_ACTION ITEM_
Only the lines below between the ones containing "state.read(max)" and "or the registration.", inclusive, are to be reproduced, each exactly as it stands.

_INPUT FOR THIS TASK_
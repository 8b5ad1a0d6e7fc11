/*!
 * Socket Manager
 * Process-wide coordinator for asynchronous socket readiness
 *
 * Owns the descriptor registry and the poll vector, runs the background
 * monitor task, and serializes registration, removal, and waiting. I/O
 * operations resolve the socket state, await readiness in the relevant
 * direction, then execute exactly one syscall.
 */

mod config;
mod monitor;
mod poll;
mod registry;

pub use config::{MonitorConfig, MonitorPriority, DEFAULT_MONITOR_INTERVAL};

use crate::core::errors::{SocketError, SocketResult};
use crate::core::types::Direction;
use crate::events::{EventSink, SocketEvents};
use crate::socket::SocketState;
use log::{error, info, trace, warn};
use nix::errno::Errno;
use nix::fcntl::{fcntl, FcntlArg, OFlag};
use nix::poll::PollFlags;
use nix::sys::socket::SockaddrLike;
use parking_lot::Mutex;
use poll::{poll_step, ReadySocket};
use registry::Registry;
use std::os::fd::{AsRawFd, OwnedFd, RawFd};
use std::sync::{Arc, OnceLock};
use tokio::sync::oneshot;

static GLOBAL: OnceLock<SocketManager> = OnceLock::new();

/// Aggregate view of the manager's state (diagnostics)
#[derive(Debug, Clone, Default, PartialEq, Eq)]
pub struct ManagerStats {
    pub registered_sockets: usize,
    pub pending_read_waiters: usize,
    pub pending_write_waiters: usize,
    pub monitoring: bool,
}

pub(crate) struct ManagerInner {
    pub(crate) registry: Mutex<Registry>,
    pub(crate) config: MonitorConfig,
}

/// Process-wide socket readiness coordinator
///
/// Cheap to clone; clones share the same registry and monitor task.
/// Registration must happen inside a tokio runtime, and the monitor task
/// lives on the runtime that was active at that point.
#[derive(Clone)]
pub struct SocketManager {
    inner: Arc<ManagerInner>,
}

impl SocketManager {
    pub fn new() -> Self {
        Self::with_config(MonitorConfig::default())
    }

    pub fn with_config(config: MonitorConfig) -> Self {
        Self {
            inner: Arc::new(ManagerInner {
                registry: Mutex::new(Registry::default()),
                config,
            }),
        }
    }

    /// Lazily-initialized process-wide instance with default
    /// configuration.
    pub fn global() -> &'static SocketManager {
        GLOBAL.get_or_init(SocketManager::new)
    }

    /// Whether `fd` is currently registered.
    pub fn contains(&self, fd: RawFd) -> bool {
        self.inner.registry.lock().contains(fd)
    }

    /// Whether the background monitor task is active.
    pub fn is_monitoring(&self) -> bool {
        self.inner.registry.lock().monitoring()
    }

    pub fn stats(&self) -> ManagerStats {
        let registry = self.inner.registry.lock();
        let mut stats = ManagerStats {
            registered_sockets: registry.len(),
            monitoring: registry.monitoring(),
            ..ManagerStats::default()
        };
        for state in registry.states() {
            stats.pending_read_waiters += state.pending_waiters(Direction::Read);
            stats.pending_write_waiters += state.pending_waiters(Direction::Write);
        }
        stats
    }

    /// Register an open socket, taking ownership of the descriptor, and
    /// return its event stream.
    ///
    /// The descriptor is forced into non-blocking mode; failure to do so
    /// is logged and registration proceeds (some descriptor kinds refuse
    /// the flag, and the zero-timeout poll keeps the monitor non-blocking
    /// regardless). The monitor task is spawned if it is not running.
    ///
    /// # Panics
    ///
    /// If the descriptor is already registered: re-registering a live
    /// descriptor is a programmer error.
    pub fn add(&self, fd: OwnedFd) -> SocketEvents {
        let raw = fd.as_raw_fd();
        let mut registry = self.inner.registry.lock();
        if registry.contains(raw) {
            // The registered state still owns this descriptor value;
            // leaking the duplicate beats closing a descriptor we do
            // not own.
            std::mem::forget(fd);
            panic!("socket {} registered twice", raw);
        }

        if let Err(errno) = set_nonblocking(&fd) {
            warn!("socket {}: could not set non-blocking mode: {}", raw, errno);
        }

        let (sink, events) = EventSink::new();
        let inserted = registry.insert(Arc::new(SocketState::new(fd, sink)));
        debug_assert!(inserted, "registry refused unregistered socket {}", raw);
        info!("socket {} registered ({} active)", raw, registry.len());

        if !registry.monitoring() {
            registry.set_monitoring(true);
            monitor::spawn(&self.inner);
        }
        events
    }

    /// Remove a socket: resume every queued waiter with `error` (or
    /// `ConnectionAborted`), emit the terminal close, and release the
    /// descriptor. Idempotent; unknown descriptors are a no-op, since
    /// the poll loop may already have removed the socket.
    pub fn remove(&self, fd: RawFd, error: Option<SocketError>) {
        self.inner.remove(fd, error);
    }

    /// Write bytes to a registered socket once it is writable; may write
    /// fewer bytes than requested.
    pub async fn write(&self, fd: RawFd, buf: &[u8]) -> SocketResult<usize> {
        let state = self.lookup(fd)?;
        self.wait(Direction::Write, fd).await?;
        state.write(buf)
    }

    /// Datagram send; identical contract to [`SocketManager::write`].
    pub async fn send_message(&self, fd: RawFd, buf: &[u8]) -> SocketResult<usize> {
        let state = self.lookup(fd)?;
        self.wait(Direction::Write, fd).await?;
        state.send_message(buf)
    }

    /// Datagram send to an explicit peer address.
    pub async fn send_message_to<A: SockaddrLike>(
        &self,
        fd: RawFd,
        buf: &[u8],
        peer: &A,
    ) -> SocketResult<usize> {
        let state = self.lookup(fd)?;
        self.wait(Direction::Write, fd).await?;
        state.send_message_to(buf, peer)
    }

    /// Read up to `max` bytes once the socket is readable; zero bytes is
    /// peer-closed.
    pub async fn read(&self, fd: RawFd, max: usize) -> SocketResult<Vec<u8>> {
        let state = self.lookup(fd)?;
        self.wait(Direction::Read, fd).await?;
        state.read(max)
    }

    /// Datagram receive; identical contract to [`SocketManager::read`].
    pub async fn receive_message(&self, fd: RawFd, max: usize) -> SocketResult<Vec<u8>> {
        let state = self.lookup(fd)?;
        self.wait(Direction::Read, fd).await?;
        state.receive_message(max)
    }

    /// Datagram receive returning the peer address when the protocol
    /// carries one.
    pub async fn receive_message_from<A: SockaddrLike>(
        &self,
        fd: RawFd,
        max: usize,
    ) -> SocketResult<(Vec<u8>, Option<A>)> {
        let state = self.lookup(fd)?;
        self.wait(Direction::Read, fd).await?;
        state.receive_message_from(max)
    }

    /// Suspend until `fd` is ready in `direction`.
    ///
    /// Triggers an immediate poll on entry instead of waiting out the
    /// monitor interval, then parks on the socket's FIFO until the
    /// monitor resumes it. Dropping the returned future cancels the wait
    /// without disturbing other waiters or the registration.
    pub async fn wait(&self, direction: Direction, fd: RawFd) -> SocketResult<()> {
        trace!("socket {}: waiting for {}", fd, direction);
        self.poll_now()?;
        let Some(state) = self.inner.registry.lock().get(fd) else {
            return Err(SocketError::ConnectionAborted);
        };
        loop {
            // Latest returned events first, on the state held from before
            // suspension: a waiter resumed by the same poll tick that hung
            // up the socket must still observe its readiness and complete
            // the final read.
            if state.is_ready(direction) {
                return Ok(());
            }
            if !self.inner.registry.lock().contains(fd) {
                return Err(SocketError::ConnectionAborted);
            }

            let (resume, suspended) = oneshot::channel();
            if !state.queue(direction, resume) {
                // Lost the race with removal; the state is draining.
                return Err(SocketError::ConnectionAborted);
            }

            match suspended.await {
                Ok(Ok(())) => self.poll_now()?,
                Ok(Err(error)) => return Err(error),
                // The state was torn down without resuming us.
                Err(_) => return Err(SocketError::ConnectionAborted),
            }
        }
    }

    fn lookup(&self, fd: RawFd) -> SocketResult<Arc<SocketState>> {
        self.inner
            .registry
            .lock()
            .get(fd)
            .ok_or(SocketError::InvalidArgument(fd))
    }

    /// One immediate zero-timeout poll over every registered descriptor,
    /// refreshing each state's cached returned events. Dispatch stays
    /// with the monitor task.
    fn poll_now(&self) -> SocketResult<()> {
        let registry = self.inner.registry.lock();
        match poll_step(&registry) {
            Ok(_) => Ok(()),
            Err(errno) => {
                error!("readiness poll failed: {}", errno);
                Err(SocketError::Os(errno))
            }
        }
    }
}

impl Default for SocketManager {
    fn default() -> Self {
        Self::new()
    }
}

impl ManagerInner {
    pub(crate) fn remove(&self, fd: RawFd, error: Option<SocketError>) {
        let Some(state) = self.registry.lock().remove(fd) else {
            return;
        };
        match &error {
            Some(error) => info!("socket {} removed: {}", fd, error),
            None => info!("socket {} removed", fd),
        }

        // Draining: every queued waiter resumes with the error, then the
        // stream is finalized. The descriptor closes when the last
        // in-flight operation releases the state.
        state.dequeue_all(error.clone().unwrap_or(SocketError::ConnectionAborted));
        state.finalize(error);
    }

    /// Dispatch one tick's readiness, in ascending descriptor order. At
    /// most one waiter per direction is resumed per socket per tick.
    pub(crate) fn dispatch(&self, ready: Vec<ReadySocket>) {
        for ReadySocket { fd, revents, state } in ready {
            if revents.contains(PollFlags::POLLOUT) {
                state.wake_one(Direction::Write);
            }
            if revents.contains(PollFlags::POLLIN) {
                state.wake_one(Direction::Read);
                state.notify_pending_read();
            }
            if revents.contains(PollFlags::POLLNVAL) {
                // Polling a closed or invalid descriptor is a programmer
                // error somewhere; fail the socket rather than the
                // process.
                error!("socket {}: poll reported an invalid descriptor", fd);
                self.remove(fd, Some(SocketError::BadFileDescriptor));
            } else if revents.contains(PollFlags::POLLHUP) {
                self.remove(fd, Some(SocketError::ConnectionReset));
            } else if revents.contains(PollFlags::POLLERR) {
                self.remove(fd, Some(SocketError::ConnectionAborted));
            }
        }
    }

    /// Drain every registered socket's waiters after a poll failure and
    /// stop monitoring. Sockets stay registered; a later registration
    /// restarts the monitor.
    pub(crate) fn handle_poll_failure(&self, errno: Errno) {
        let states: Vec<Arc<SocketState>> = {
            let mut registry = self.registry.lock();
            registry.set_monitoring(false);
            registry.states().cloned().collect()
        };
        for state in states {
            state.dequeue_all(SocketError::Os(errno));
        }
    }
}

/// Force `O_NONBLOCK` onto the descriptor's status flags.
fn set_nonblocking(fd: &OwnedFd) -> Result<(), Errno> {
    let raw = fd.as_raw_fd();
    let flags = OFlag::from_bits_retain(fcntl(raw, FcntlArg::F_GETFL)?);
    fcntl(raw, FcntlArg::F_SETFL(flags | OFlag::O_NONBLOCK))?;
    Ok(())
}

_REPLY_
        state.read(max)
    }

    /// Datagram receive; identical contract to [`SocketManager::read`].
    pub async fn receive_message(&self, fd: RawFd, max: usize) -> SocketResult<Vec<u8>> {
        let state = self.lookup(fd)?;
        self.wait(Direction::Read, fd).await?;
        state.receive_message(max)
    }

    /// Datagram receive returning the peer address when the protocol
    /// carries one.
    pub async fn receive_message_from<A: SockaddrLike>(
        &self,
        fd: RawFd,
        max: usize,
    ) -> SocketResult<(Vec<u8>, Option<A>)> {
        let state = self.lookup(fd)?;
        self.wait(Direction::Read, fd).await?;
        state.receive_message_from(max)
    }

    /// Suspend until `fd` is ready in `direction`.
    ///
    /// Triggers an immediate poll on entry instead of waiting out the
    /// monitor interval, then parks on the socket's FIFO until the
    /// monitor resumes it. Dropping the returned future cancels the wait
    /// without disturbing other waiters or the registration.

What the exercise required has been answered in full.